Most freehold properties are houses. The vast majority of terraced houses, semis, and detached houses in Greater Manchester are freehold.
What you're responsible for: everything. All maintenance and repair of the building is down to you. There's no managing agent. The advantage is control; the disadvantage is that there's no one else to share the cost of a new roof.
Leasehold
When you buy a leasehold property, you buy the right to occupy the property for the duration of the lease — which could be 99 years, 125 years, 250 years, or even 999 years remaining.
The freeholder continues to own the building and the land. You pay:
- Ground rent (in older leases with rent > peppercorn): a regular payment to the freeholder
- Service charge: your share of the cost of maintaining, insuring, and managing the building
Most flats are leasehold. This is the dominant ownership model for purpose-built and converted flats across Manchester, including in Ancoats, the city centre, and South Manchester.

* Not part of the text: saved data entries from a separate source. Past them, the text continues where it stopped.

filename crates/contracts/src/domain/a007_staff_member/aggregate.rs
use serde::{Deserialize, Serialize};

use crate::shared::{Language, LocalizedName, Status};

/// Platform staff member. The portal only lists them; accounts are managed elsewhere.
#[derive(Debug, Clone, PartialEq, Serialize, Deserialize)]
pub struct StaffMember {
    pub id: i64,
    pub names: LocalizedName,
    pub email: String,
    #[serde(default)]
    pub department_id: Option<i64>,
    #[serde(default)]
    pub role_code: String,
    #[serde(default)]
    pub status: Status,
}

impl StaffMember {
    pub const ENDPOINT: &'static str = "/api/staff-members";
    pub const TAB_KEY: &'static str = "a007_staff_members";

    pub fn list_name(lang: Language) -> &'static str {
        match lang {
            Language::En => "Staff",
            Language::Ar => "الموظفون",
        }
    }
}
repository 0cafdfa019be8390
pub mod aggregate;
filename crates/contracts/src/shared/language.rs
use serde::{Deserialize, Serialize};

/// UI language of the portal.
///
/// The active language is passed explicitly into every read call, it is
/// never stored inside a service.
#[derive(Debug, Clone, Copy, PartialEq, Eq, Hash, Serialize, Deserialize, Default)]
#[serde(rename_all = "lowercase")]
pub enum Language {
    #[default]
    En,
    Ar,
}

impl Language {
    pub const ALL: [Language; 2] = [Language::En, Language::Ar];

    /// Value for the `Accept-Language` header and the `lang` attribute
    pub fn code(&self) -> &'static str {
        match self {
            Language::En => "en",
            Language::Ar => "ar",
        }
    }

    pub fn from_code(code: &str) -> Option<Self> {
        match code.trim().to_ascii_lowercase().as_str() {
            "en" => Some(Language::En),
            "ar" => Some(Language::Ar),
            _ => None,
        }
    }

    /// Picks the first supported language from an `Accept-Language` value.
    ///
    /// `"ar-SA,ar;q=0.9,en;q=0.8"` gives `Ar`. Quality weights are ignored,
    /// order wins. Unknown or empty headers give the default (`En`).
    pub fn from_accept_language(header: &str) -> Self {
        header
            .split(',')
            .filter_map(|part| {
                let tag = part.split(';').next()?.trim();
                let primary = tag.split('-').next()?;
                Language::from_code(primary)
            })
            .next()
            .unwrap_or_default()
    }

    pub fn is_rtl(&self) -> bool {
        matches!(self, Language::Ar)
    }

    /// Value for the document `dir` attribute
    pub fn dir(&self) -> &'static str {
        if self.is_rtl() {
            "rtl"
        } else {
            "ltr"
        }
    }

    pub fn other(&self) -> Self {
        match self {
            Language::En => Language::Ar,
            Language::Ar => Language::En,
        }
    }

    /// Name of the language written in that language (for the switcher)
    pub fn native_name(&self) -> &'static str {
        match self {
            Language::En => "English",
            Language::Ar => "العربية",
        }
    }
}

impl std::fmt::Display for Language {
    fn fmt(&self, f: &mut std::fmt::Formatter<'_>) -> std::fmt::Result {
        write!(f, "{}", self.code())
    }
}
use leptos::prelude::*;

/// Open tabs and panel visibility of the shell
#[derive(Clone, Copy)]
pub struct AppGlobalContext {
    pub opened: RwSignal<Vec<Tab>>,
    pub active: RwSignal<Option<String>>,
    pub left_open: RwSignal<bool>,
    pub right_open: RwSignal<bool>,
}

impl AppGlobalContext {
    pub fn new() -> Self {
        Self {
            opened: RwSignal::new(vec![]),
            active: RwSignal::new(None),
            left_open: RwSignal::new(true),
            right_open: RwSignal::new(false),
        }
    }

    pub fn open_tab(&self, key: &str, title: &str) {
        log::debug!("open_tab: key='{}', title='{}'", key, title);
        let exists = self
            .opened
            .with_untracked(|tabs| tabs.iter().any(|tab| tab.key == key));
        if !exists {
            let tab = Tab {
                key: key.to_string(),
                title: title.to_string(),
            };
            self.opened.update(|tabs| tabs.push(tab));
        }
        self.activate_tab(key);
    }

    pub fn activate_tab(&self, key: &str) {
        self.active.set(Some(key.to_string()));
    }

    /// Titles follow the interface language
    pub fn retitle_all(&self, title_for: impl Fn(&str) -> String) {
        self.opened.update(|tabs| {
            for tab in tabs.iter_mut() {
                tab.title = title_for(&tab.key);
            }
        });
    }

    pub fn close_tab(&self, key: &str) {
        log::debug!("close_tab: key='{}'", key);
        self.opened.update(|tabs| tabs.retain(|tab| tab.key != key));
        if self
            .active
            .with_untracked(|active| active.as_deref() == Some(key))
        {
            let next_active = self
                .opened
                .with_untracked(|tabs| tabs.last().map(|t| t.key.clone()));
            self.active.set(next_active);
        }
    }

    pub fn toggle_left(&self) {
        self.left_open.update(|val| *val = !*val);
    }

    pub fn toggle_right(&self) {
        self.right_open.update(|val| *val = !*val);
    }
}

impl Default for AppGlobalContext {
    fn default() -> Self {
        Self::new()
    }
}

#[derive(Debug, Clone, PartialEq, Eq)]
pub struct Tab {
    pub key: String,
    pub title: String,
}
use std::convert::Infallible;

use axum::async_trait;
use axum::extract::FromRequestParts;
use axum::http::header::ACCEPT_LANGUAGE;
use axum::http::request::Parts;
use contracts::shared::Language;

/// Language negotiated from `Accept-Language`; English when absent or unknown
#[derive(Debug, Clone, Copy, PartialEq, Eq)]
pub struct RequestLanguage(pub Language);

#[async_trait]
impl<S: Send + Sync> FromRequestParts<S> for RequestLanguage {
    type Rejection = Infallible;

    async fn from_request_parts(parts: &mut Parts, _state: &S) -> Result<Self, Self::Rejection> {
        let lang = parts
            .headers
            .get(ACCEPT_LANGUAGE)
            .and_then(|v| v.to_str().ok())
            .map(Language::from_accept_language)
            .unwrap_or_default();
        Ok(RequestLanguage(lang))
    }
}
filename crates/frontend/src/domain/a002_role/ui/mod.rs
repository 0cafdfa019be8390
use leptos::prelude::*;

use crate::shared::reference::ReferenceListPage;
use crate::shared::services::select;

#[component]
pub fn RoleList() -> impl IntoView {
    let service = select(|s| s.roles.clone());

    view! { <ReferenceListPage service=service /> }
}
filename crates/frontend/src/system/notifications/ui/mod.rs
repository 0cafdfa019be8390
pub mod bell;
pub mod list;
pub mod store;

pub use bell::NotificationBell;
pub use list::NotificationsPage;
pub use store::{use_notifications, NotificationsStore};
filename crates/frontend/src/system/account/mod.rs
pub mod api;
pub mod ui;

pub use api::AccountApi;
pub mod a001_department;
pub mod a002_role;
pub mod a003_tag;
pub mod a004_hs_code;
pub mod a005_isic_code;
pub mod a006_consulting_field;
pub mod a007_staff_member;
pub mod common;
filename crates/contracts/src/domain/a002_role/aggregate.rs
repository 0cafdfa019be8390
use serde::{Deserialize, Serialize};

use crate::domain::common::{validate_names, EntityMetadata, ReferenceEntity, ReferenceForm, ReferencePayload};
use crate::shared::{FieldErrors, Language, LocalizedName, Status};

/// Staff role; `code` is the machine name checked by the API ("admin", "editor")
#[derive(Debug, Clone, PartialEq, Serialize, Deserialize)]
pub struct Role {
    pub id: i64,
    pub code: String,
    pub names: LocalizedName,
    #[serde(default)]
    pub status: Status,
    #[serde(flatten)]
    pub metadata: EntityMetadata,
}

impl ReferenceEntity for Role {
    type Payload = RoleDto;

    const HAS_CODE: bool = true;

    fn id(&self) -> i64 {
        self.id
    }

    fn names(&self) -> &LocalizedName {
        &self.names
    }

    fn status(&self) -> Status {
        self.status
    }

    fn code(&self) -> Option<&str> {
        Some(&self.code)
    }

    fn metadata(&self) -> &EntityMetadata {
        &self.metadata
    }

    fn to_form(&self) -> ReferenceForm {
        ReferenceForm {
            id: Some(self.id),
            code: self.code.clone(),
            names: self.names.clone(),
            status: self.status,
            parent_id: None,
        }
    }

    fn from_payload(id: i64, payload: RoleDto, metadata: EntityMetadata) -> Self {
        Self {
            id,
            code: payload.code,
            names: payload.names,
            status: payload.status,
            metadata,
        }
    }

    fn apply(&mut self, payload: RoleDto) {
        self.code = payload.code;
        self.names = payload.names;
        self.status = payload.status;
        self.metadata.touch();
    }

    fn entity_index() -> &'static str {
        "a002"
    }

    fn collection_name() -> &'static str {
        "roles"
    }

    fn element_name(lang: Language) -> &'static str {
        match lang {
            Language::En => "Role",
            Language::Ar => "دور",
        }
    }

    fn list_name(lang: Language) -> &'static str {
        match lang {
            Language::En => "Roles",
            Language::Ar => "الأدوار",
        }
    }
}

#[derive(Debug, Clone, PartialEq, Serialize, Deserialize, Default)]
pub struct RoleDto {
    #[serde(default)]
    pub code: String,
    #[serde(default)]
    pub names: LocalizedName,
    #[serde(default)]
    pub status: Status,
}

impl ReferencePayload for RoleDto {
    fn from_form(form: &ReferenceForm) -> Self {
        Self {
            code: form.code.trim().to_string(),
            names: form.names.clone(),
            status: form.status,
        }
    }

    fn names(&self) -> &LocalizedName {
        &self.names
    }

    fn validate(&self) -> FieldErrors {
        let mut errors = FieldErrors::new();
        let code = self.code.trim();
        if code.is_empty() {
            errors.add("code", "The code is required.");
        } else if !code
            .chars()
            .all(|c| c.is_ascii_lowercase() || c.is_ascii_digit() || c == '_' || c == '-')
        {
            errors.add("code", "The code may only contain lowercase letters, digits, dashes and underscores.");
        }
        validate_names(&self.names, &mut errors);
        errors
    }
}

#[cfg(test)]
mod tests {
    use super::*;

    #[test]
    fn test_code_format() {
        let mut dto = RoleDto {
            code: "Content Editor".into(),
            names: LocalizedName::new("Editor", "محرر"),
            status: Status::Active,
        };
        assert_eq!(dto.validate().fields().collect::<Vec<_>>(), vec!["code"]);

        dto.code = "content_editor".into();
        assert!(dto.validate().is_empty());
    }
}
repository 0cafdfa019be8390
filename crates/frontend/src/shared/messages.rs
use contracts::shared::{ErrorMessage, Severity};
use leptos::prelude::*;

fn severity_class(severity: Severity) -> &'static str {
    match severity {
        Severity::Success => "message message--success",
        Severity::Info => "message message--info",
        Severity::Warn => "message message--warn",
        Severity::Error => "message message--error",
    }
}

/// Flattened server messages above a list or form
#[component]
pub fn MessageList(#[prop(into)] messages: Signal<Vec<ErrorMessage>>) -> impl IntoView {
    view! {
        <Show when=move || !messages.get().is_empty()>
            <div class="messages" role="alert">
                {move || {
                    messages
                        .get()
                        .into_iter()
                        .map(|m| {
                            view! {
                                <div class=severity_class(m.severity)>
                                    <strong class="message__summary">{m.summary}</strong>
                                    <span class="message__detail">{m.detail}</span>
                                </div>
                            }
                        })
                        .collect_view()
                }}
            </div>
        </Show>
    }
}
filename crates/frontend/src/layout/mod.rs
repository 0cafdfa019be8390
pub mod center;
pub mod global_context;
pub mod left;
pub mod right;
pub mod tabs;
pub mod top_header;

use leptos::prelude::*;
use top_header::TopHeader;

/// Main application shell.
///
/// ```text
/// +------------------------------------------+
/// |              TopHeader                   |
/// +------------------------------------------+
/// |  Sidebar  |    Content    |  RightPanel  |
/// |   (Left)  |   (Center)    |   (Right)    |
/// +------------------------------------------+
/// ```
#[component]
pub fn Shell<L, C, R>(left: L, center: C, right: R) -> impl IntoView
where
    L: Fn() -> AnyView + 'static + Send,
    C: Fn() -> AnyView + 'static + Send,
    R: Fn() -> AnyView + 'static + Send,
{
    view! {
        <div class="app-layout">
            <TopHeader />

            <div class="app-body">
                <left::Left>
                    {left()}
                </left::Left>

                <div class="app-main">
                    <center::Center>
                        {center()}
                    </center::Center>
                </div>

                <right::Right>
                    {right()}
                </right::Right>
            </div>
        </div>
    }
}
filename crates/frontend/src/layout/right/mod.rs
pub mod right;

pub use right::{NotificationsPanel, Right};
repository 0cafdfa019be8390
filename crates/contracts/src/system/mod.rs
pub mod account;
pub mod notifications;
pub mod payment;
pub mod profile;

What to check before buying leasehold
1. Lease length
The most important number. The longer the remaining term, the better.
- 125+ years remaining: Excellent. No short-term concern.
- 90–124 years remaining: Fine for now but worth understanding the timeline for extension.
- 80–89 years remaining: Getting close to the threshold. Extending before it drops below 80 is strongly advisable.
- Under 80 years remaining: Significant problem. The premium for extension jumps substantially once the lease drops below 80 years (the "marriage value" kicks in). Many lenders won't lend below 80 years, and some require minimum 85 years.
- Under 70 years: Most mortgage lenders won't lend at all.
If you're looking at a property with fewer than 85 years on the lease, factor in the cost and time of extending before you make an offer. Your solicitor can advise.
2. Ground rent
Following the Leasehold Reform (Ground Rent) Act 2022, new leases in England must have a peppercorn (zero) ground rent. Legacy leases — anything created before 30 June 2022 — may still have significant ground rent.
The red flag is a doubling clause — where the ground rent doubles every 10–25 years. This can make the property unmortgageable after a few cycles. Your solicitor will review the lease and flag this.
3. Service charges
Service charges fund the maintenance, insurance, and management of the building. For a well-run building, this is reasonable value. For a poorly managed one, it can be a significant ongoing cost.
Ask the seller for the last three years of service charge accounts. Look for:
- How much was charged per year
- Was the charge stable or increasing rapidly?
- Is there a reserve (sinking) fund, and how much is in it?
- Are there any major works planned (roof, lift, external decoration)?
A building with a thin reserve fund and a major works project pending is a financial risk.
4. The managing agent
The managing agent runs the building day to day. A good one means well-maintained communal areas, prompt repairs, and transparent accounts. A bad one means disputes, deferred maintenance, and inflated costs.
Ask current residents about their experience with the managing agent. Check Google reviews for the management company. Ask for a copy of recent communications about the building.
The Leasehold Reform Act 2024
The Leasehold and Freehold Reform Act 2024 introduced significant changes to protect leaseholders. Key measures include:
- Making it easier and cheaper to extend leases
- Strengthening rights to challenge service charge bills
- Improving transparency from managing agents
- Removal of two-year waiting period before leaseholders can extend
The legislation is being implemented in stages. Your solicitor can advise on how current rules apply to a specific property.
This guide is information only. Dom does not provide financial, mortgage or legal advice. Always consult a qualified adviser for decisions specific to your circumstances.